As millions of people prepare to honour the fallen heroes of World War Two this coming VE Day, we remember the thousands of mules who provided invaluable support to the soldiers who fought for our freedom.
These trusting animals were utilised as pack animals to move valuable medical supplies to and from the front line, and transport injured soldiers to the medic tents.
They have many of their parents' best traits, and it was the British Army’s experience with mules in World War One which saw these animals used again in World War Two.
Mules in World War One
At the beginning of the World War One, the British Army owned just 25,000 horses but within a few weeks they purchased or conscripted another 165,000.
Tragically, the horses did not fare well in the beginning of the war – hundreds of thousands lost their lives.
As a result, the British turned to the mule in order to carry out the work of war horses that had either perished or could not handle the rigours of the front line.
By the end World War One, the British Army owned 250,000 mules.
Turning to a trusted ally
On 1 September, 1939, six years of war began with what became known as World War Two.

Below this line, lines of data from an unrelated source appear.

//! Error types for session orchestration

/// Errors surfaced by the session manager.
#[derive(Debug, thiserror::Error)]
pub enum Error {
    /// Missing, invalid, expired, revoked or replayed credentials. The
    /// specific reason is logged, never returned.
    #[error("unauthenticated")]
    Unauthenticated,

    #[error("sign-in failed: {0}")]
    SignIn(#[from] thirdparty::Error),

    #[error("internal session error: {0}")]
    Internal(String),
}

/// Result alias for session manager operations.
pub type Result<T> = std::result::Result<T, Error>;

#[cfg(test)]
mod tests {
    use super::*;

    #[test]
    fn unauthenticated_reveals_nothing() {
        assert_eq!(Error::Unauthenticated.to_string(), "unauthenticated");
    }

    #[test]
    fn sign_in_errors_keep_provider_detail() {
        let err: Error = thirdparty::Error::ProviderRejected("invalid_grant".into()).into();
        assert!(err.to_string().contains("invalid_grant"));
    }
}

Not only did men march to war, but alongside them, there were still large numbers of mules going into battle.
Despite the mechanisation of the British Army in World War Two, mules still played an important part in the areas of conflict which were inaccessible by vehicles.

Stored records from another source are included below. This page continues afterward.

//! `/auth/*` handlers: sign-in redirect, provider callback, refresh, sign-out

use axum::Json;
use axum::extract::{Form, Path, Query, State};
use axum::http::header::{LOCATION, USER_AGENT};
use axum::http::{HeaderMap, StatusCode};
use axum::response::{IntoResponse, Response};
use axum_extra::extract::CookieJar;
use serde::Deserialize;
use serde_json::json;
use session::SessionMetadata;
use tracing::{debug, info, warn};

use crate::AppState;
use crate::cookies;
use crate::error::ApiError;
use crate::guards::Authenticated;

/// Parameters a provider sends back, as query string or form body.
#[derive(Debug, Default, Deserialize)]
pub struct CallbackParams {
    pub code: Option<String>,
    pub state: Option<String>,
    pub error: Option<String>,
    pub error_description: Option<String>,
}

/// `GET /auth/signinup/{provider}`: 302 to the provider's consent screen.
pub async fn sign_in_up(
    State(state): State<AppState>,
    Path(provider): Path<String>,
    jar: CookieJar,
) -> Result<Response, ApiError> {
    let initiated = state.manager.initiate_sign_in(&provider).await?;
    debug!(provider = %provider, "redirecting to provider");
    let jar = cookies::set_state_cookie(
        jar,
        &state.config.cookies,
        initiated.state,
        state.config.tunables.state_ttl(),
    );
    Ok((
        StatusCode::FOUND,
        jar,
        [(LOCATION, initiated.authorization_url)],
    )
        .into_response())
}

pub async fn callback_get(
    State(state): State<AppState>,
    Path(provider): Path<String>,
    headers: HeaderMap,
    jar: CookieJar,
    Query(params): Query<CallbackParams>,
) -> Result<Response, ApiError> {
    complete_callback(state, provider, headers, jar, params).await
}

pub async fn callback_post(
    State(state): State<AppState>,
    Path(provider): Path<String>,
    headers: HeaderMap,
    jar: CookieJar,
    Form(params): Form<CallbackParams>,
) -> Result<Response, ApiError> {
    complete_callback(state, provider, headers, jar, params).await
}

fn request_metadata(headers: &HeaderMap) -> SessionMetadata {
    let header = |name: &str| {
        headers
            .get(name)
            .and_then(|v| v.to_str().ok())
            .map(str::to_owned)
    };
    SessionMetadata {
        user_agent: header(USER_AGENT.as_str()),
        ip: header("x-forwarded-for")
            .and_then(|v| v.split(',').next().map(|ip| ip.trim().to_owned()))
            .filter(|ip| !ip.is_empty()),
    }
}

async fn complete_callback(
    state: AppState,
    provider: String,
    headers: HeaderMap,
    jar: CookieJar,
    params: CallbackParams,
) -> Result<Response, ApiError> {
    if let Some(error) = params.error {
        let detail = params.error_description.unwrap_or_default();
        info!(provider = %provider, error = %error, "provider reported sign-in failure");
        return Err(ApiError::General(format!(
            "provider returned error: {error} {detail}"
        )
        .trim_end()
        .to_string()));
    }
    let (Some(code), Some(oauth_state)) = (params.code, params.state) else {
        return Err(ApiError::Field("code and state are required".into()));
    };
    if !cookies::state_matches(&jar, &oauth_state) {
        warn!(provider = %provider, "callback state not bound to this browser");
        return Err(ApiError::General(
            "sign-in was not started from this browser".into(),
        ));
    }
    let jar = cookies::clear_state_cookie(jar, &state.config.cookies);

    let signed_in = match state
        .manager
        .complete_sign_in(&provider, &code, &oauth_state, request_metadata(&headers))
        .await
    {
        Ok(signed_in) => signed_in,
        Err(e) => return Ok((jar, ApiError::from(e)).into_response()),
    };

    let jar = cookies::set_session_cookies(
        jar,
        &state.config.cookies,
        signed_in.access_token.clone(),
        signed_in.refresh_credential(),
        state.config.tunables.session_ttl(),
    );
    let body = json!({
        "status": "OK",
        "user": {
            "id": signed_in.user.user_id,
            "email": signed_in.email,
        },
        "createdNewUser": signed_in.created_new_user,
    });
    Ok((jar, Json(body)).into_response())
}

/// `POST /auth/session/refresh`: rotate the refresh cookie.
pub async fn refresh(State(state): State<AppState>, jar: CookieJar) -> Response {
    let Some(presented) = jar.get(cookies::REFRESH_COOKIE).map(|c| c.value().to_owned()) else {
        return ApiError::Unauthenticated.into_response();
    };

    match state.manager.refresh(&presented).await {
        Ok(refreshed) => {
            let jar = cookies::set_session_cookies(
                jar,
                &state.config.cookies,
                refreshed.access_token.clone(),
                refreshed.refresh_credential(),
                state.config.tunables.session_ttl(),
            );
            (jar, Json(json!({ "status": "OK" }))).into_response()
        }
        Err(e) => {
            let jar = cookies::clear_session_cookies(jar, &state.config.cookies);
            (jar, ApiError::from(e)).into_response()
        }
    }
}

/// `POST /auth/signout`: revoke the caller's session and clear its cookies.
pub async fn sign_out(
    State(state): State<AppState>,
    Authenticated(context): Authenticated,
    jar: CookieJar,
) -> Response {
    state.manager.sign_out(&context.session_handle).await;
    let jar = cookies::clear_session_cookies(jar, &state.config.cookies);
    (jar, Json(json!({ "status": "OK" }))).into_response()
}
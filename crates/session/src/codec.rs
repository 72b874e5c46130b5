//! Signed access tokens
//!
//! Wire format: `v1.<kid>.<payload>.<signature>` where `payload` is URL-safe
//! base64 of the JSON claims and `signature` is URL-safe base64 of
//! `HMAC-SHA256(key[kid], "v1.<kid>.<payload>")`.
//!
//! Tokens are signed with the current key only. Verification accepts the
//! current key and any key still listed as accepted, which lets operators
//! rotate keys without logging everyone out: add the new key in front, keep
//! the old one until its tokens have expired, then drop it.

use base64::Engine;
use base64::engine::general_purpose::URL_SAFE_NO_PAD;
use common::Secret;
use hmac::{Hmac, Mac};
use serde::{Deserialize, Serialize};
use sha2::Sha256;

use crate::error::{Error, Result};

type HmacSha256 = Hmac<Sha256>;

const VERSION: &str = "v1";

/// Shortest secret accepted for a signing key.
const MIN_SECRET_LEN: usize = 32;

/// Claims carried by an access token. Times are unix milliseconds.
#[derive(Debug, Clone, PartialEq, Eq, Serialize, Deserialize)]
pub struct Claims {
    #[serde(rename = "sub")]
    pub user_id: String,
    #[serde(rename = "sid")]
    pub session_handle: String,
    #[serde(rename = "exp")]
    pub expires_at: u64,
    #[serde(rename = "iat")]
    pub issued_at: u64,
}

/// A named HMAC key.
#[derive(Clone)]
pub struct SigningKey {
    id: String,
    secret: Secret<String>,
}

impl SigningKey {
    pub fn new(id: impl Into<String>, secret: impl Into<String>) -> Result<Self> {
        let id = id.into();
        let secret = Secret::new(secret.into());
        if id.is_empty() || id.contains(['.', ':', ',']) {
            return Err(Error::InvalidKey(format!(
                "key id {id:?} must be non-empty and free of '.', ':' and ','"
            )));
        }
        if secret.expose().len() < MIN_SECRET_LEN {
            return Err(Error::InvalidKey(format!(
                "key {id} must be at least {MIN_SECRET_LEN} characters"
            )));
        }
        Ok(Self { id, secret })
    }

    pub fn id(&self) -> &str {
        &self.id
    }

    fn mac(&self) -> HmacSha256 {
        // HMAC accepts keys of any length
        HmacSha256::new_from_slice(self.secret.as_bytes())
            .unwrap_or_else(|_| unreachable!("HMAC-SHA256 accepts any key length"))
    }
}

impl std::fmt::Debug for SigningKey {
    fn fmt(&self, f: &mut std::fmt::Formatter<'_>) -> std::fmt::Result {
        f.debug_struct("SigningKey")
            .field("id", &self.id)
            .field("secret", &self.secret)
            .finish()
    }
}

/// The current signing key plus keys still accepted for verification.
#[derive(Debug, Clone)]
pub struct KeySet {
    current: SigningKey,
    accepted: Vec<SigningKey>,
}

impl KeySet {
    pub fn new(current: SigningKey) -> Self {
        Self {
            current,
            accepted: Vec::new(),
        }
    }

    /// Keep verifying tokens signed with `key` without signing new ones.
    pub fn accept(mut self, key: SigningKey) -> Self {
        self.accepted.push(key);
        self
    }

    /// Random single-key set. Tokens do not survive a restart.
    pub fn ephemeral() -> Self {
        let secret = format!("{}{}", crate::ids::random_id(), crate::ids::random_id());
        let key = SigningKey {
            id: "ephemeral".into(),
            secret: Secret::new(secret),
        };
        Self::new(key)
    }

    /// Parse `kid:secret[,kid:secret...]`. The first entry signs.
    pub fn parse(list: &str) -> Result<Self> {
        let mut keys = list
            .split(',')
            .map(str::trim)
            .filter(|entry| !entry.is_empty())
            .map(|entry| {
                let (id, secret) = entry.split_once(':').ok_or_else(|| {
                    Error::InvalidKey("expected kid:secret entries separated by commas".into())
                })?;
                SigningKey::new(id.trim(), secret.trim())
            });

        let current = keys
            .next()
            .ok_or_else(|| Error::InvalidKey("no signing keys given".into()))??;
        let mut set = KeySet::new(current);
        for key in keys {
            let key = key?;
            if set.find(key.id()).is_some() {
                return Err(Error::InvalidKey(format!("duplicate key id {}", key.id())));
            }
            set = set.accept(key);
        }
        Ok(set)
    }

    pub fn current_id(&self) -> &str {
        self.current.id()
    }

    fn find(&self, id: &str) -> Option<&SigningKey> {
        std::iter::once(&self.current)
            .chain(self.accepted.iter())
            .find(|k| k.id == id)
    }
}

/// Issues and verifies access tokens. Pure over its key material.
#[derive(Debug, Clone)]
pub struct TokenCodec {
    keys: KeySet,
}

impl TokenCodec {
    pub fn new(keys: KeySet) -> Self {
        Self { keys }
    }

    /// Sign an access token for `session_handle` valid until `expires_at` (unix ms).
    pub fn issue(&self, user_id: &str, session_handle: &str, expires_at: u64) -> Result<String> {
        let claims = Claims {
            user_id: user_id.to_string(),
            session_handle: session_handle.to_string(),
            expires_at,
            issued_at: crate::now_millis(),
        };
        let payload = serde_json::to_vec(&claims)
            .map_err(|e| Error::Malformed(format!("encoding claims: {e}")))?;
        let signed_part = format!(
            "{VERSION}.{}.{}",
            self.keys.current.id,
            URL_SAFE_NO_PAD.encode(payload)
        );

        let mut mac = self.keys.current.mac();
        mac.update(signed_part.as_bytes());
        let signature = URL_SAFE_NO_PAD.encode(mac.finalize().into_bytes());

        Ok(format!("{signed_part}.{signature}"))
    }

    pub fn verify(&self, token: &str) -> Result<Claims> {
        self.verify_at(token, crate::now_millis())
    }

    /// Verify against an explicit clock. The signature is checked before
    /// anything in the payload is trusted.
    pub fn verify_at(&self, token: &str, now_millis: u64) -> Result<Claims> {
        let (signed_part, signature_b64) = token
            .rsplit_once('.')
            .ok_or_else(|| Error::Malformed("missing signature".into()))?;

        let mut parts = signed_part.splitn(3, '.');
        let (Some(version), Some(kid), Some(payload_b64)) = (parts.next(), parts.next(), parts.next())
        else {
            return Err(Error::Malformed("expected four dot-separated parts".into()));
        };
        if version != VERSION {
            return Err(Error::Malformed(format!("unsupported token version {version}")));
        }

        let key = self.keys.find(kid).ok_or(Error::InvalidSignature)?;
        let signature = URL_SAFE_NO_PAD
            .decode(signature_b64)
            .map_err(|_| Error::InvalidSignature)?;
        let mut mac = key.mac();
        mac.update(signed_part.as_bytes());
        mac.verify_slice(&signature)
            .map_err(|_| Error::InvalidSignature)?;

        let payload = URL_SAFE_NO_PAD
            .decode(payload_b64)
            .map_err(|e| Error::Malformed(format!("payload encoding: {e}")))?;
        let claims: Claims = serde_json::from_slice(&payload)
            .map_err(|e| Error::Malformed(format!("payload json: {e}")))?;

        if now_millis >= claims.expires_at {
            return Err(Error::Expired);
        }
        Ok(claims)
    }
}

Mules were invaluable as pack animals and able to cover great distances that was impossible for vehicles to reach.
They became just as important in World War Two in the mountains of Italy, the jungles of Burma and in other countries for pulling artillery and transporting supplies to where they were needed.
Prized and protected
Ben Hart, Senior Lead of Behaviour and Human Behaviour Change at The Donkey Sanctuary, says: “It is almost impossible to convey in such a short piece the true contribution of these creatures to the struggles of man.
“They were flown in gliders to front lines of the Fight in Asia and even parachuted out of Dakota aircraft when it was found they could be ready to be loaded within 15-20 minutes of being dropped.
“They were so prized that sick or injured mules were often flown out from behind enemy lines for treatment.”
The animals were vital in providing our soldiers with food, weaponry and retrieving the injured and dead from the battlefield.
However, it was not just these sacrifices on the front line that made these mules so valuable – they were used to feed the nation, tilling the fields alongside donkeys as agricultural vehicles were requisitioned and petrol was rationed.
These hardworking animals would pull the ploughs and work machinery to ensure farming carried on.
Despite their historic significance, mules are still used today due to their ability to understand hardships and perform work too taxing for other pack and draft animals.